BEGIN Supplied material

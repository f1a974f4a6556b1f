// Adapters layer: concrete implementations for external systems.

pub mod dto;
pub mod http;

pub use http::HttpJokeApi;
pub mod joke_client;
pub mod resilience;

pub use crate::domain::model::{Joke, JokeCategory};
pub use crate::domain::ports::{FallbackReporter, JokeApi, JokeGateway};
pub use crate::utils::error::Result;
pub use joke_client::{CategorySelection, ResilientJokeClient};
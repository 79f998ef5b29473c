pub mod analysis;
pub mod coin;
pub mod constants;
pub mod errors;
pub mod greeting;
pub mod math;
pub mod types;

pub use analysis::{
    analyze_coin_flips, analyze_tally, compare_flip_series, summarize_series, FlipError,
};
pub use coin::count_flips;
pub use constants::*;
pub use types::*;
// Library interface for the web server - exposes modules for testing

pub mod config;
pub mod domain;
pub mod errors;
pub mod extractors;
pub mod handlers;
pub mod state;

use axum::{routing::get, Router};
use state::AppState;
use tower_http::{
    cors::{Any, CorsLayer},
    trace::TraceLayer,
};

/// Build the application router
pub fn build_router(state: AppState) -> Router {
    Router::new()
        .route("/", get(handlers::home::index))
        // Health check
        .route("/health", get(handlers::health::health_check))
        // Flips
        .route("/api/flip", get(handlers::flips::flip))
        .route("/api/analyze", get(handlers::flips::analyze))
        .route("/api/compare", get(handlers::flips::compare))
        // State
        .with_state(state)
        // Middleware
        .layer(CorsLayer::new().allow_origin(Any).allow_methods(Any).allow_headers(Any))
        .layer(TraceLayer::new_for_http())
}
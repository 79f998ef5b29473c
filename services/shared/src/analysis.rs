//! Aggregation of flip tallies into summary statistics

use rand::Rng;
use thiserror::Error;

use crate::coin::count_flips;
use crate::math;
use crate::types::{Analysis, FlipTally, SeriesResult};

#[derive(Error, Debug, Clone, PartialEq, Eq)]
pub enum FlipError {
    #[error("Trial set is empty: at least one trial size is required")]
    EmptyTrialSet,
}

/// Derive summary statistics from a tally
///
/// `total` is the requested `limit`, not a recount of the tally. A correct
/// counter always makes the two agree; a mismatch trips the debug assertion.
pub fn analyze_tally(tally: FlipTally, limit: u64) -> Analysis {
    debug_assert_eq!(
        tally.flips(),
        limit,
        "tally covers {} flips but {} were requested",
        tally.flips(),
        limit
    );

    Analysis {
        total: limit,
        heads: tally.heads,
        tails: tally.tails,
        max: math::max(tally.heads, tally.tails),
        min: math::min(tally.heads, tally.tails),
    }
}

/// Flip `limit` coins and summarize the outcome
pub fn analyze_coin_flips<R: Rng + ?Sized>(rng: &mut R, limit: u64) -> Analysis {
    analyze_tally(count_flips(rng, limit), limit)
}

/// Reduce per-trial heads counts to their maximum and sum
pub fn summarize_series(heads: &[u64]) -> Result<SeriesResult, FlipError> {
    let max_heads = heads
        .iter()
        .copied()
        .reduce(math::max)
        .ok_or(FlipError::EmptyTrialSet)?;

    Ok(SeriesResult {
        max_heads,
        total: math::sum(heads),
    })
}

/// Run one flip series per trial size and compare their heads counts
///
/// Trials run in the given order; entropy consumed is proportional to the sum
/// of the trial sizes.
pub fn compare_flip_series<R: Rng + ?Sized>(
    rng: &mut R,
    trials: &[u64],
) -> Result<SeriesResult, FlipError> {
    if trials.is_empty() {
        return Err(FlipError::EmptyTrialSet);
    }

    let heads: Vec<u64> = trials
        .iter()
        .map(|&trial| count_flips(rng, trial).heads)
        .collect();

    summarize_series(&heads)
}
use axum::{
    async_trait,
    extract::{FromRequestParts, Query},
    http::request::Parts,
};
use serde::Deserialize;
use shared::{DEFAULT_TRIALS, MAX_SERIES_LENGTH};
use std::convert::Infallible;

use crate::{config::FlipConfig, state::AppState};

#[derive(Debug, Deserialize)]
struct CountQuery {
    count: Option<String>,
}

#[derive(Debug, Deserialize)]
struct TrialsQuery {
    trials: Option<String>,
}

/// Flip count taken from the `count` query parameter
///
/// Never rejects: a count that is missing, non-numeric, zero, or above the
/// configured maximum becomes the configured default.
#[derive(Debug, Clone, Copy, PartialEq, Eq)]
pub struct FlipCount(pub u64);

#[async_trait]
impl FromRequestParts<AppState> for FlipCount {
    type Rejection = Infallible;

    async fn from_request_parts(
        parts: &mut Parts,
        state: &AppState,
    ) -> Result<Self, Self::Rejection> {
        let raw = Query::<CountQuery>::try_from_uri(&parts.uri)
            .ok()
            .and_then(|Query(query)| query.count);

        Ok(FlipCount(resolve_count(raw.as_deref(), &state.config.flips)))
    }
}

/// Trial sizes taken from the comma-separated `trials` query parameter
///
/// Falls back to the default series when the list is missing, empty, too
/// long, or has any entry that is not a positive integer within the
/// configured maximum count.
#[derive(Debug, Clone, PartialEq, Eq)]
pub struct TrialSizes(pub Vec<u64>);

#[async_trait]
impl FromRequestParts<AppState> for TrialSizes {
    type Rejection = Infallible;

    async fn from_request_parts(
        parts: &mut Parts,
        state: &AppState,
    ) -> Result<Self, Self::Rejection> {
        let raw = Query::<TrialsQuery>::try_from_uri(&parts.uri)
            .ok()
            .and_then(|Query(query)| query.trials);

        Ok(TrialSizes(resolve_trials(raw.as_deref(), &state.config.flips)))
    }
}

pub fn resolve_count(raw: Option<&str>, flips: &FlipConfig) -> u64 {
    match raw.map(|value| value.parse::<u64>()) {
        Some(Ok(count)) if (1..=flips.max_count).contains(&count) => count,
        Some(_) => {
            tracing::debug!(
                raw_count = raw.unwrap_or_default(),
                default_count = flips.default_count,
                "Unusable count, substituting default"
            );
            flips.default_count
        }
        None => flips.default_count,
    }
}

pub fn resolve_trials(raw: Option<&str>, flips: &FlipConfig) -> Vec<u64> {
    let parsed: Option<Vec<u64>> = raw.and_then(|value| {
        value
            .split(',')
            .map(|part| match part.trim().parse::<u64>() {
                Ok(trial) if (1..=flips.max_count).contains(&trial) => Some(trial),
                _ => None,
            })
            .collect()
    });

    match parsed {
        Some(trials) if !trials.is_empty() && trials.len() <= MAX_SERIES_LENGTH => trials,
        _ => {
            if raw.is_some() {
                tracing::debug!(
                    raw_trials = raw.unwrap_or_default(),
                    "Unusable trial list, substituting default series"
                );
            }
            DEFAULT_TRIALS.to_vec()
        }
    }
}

END Supplied material

* **Aim of the exercise**
An exact copy of the lines above, from the one containing "Trial sizes taken" through the one containing "impl FromRequestParts<AppState> for TrialSizes", is the whole of the answer.

* **Expected answer**
/// Trial sizes taken from the comma-separated `trials` query parameter
///
/// Falls back to the default series when the list is missing, empty, too
/// long, or has any entry that is not a positive integer within the
/// configured maximum count.
#[derive(Debug, Clone, PartialEq, Eq)]
pub struct TrialSizes(pub Vec<u64>);

#[async_trait]
impl FromRequestParts<AppState> for TrialSizes {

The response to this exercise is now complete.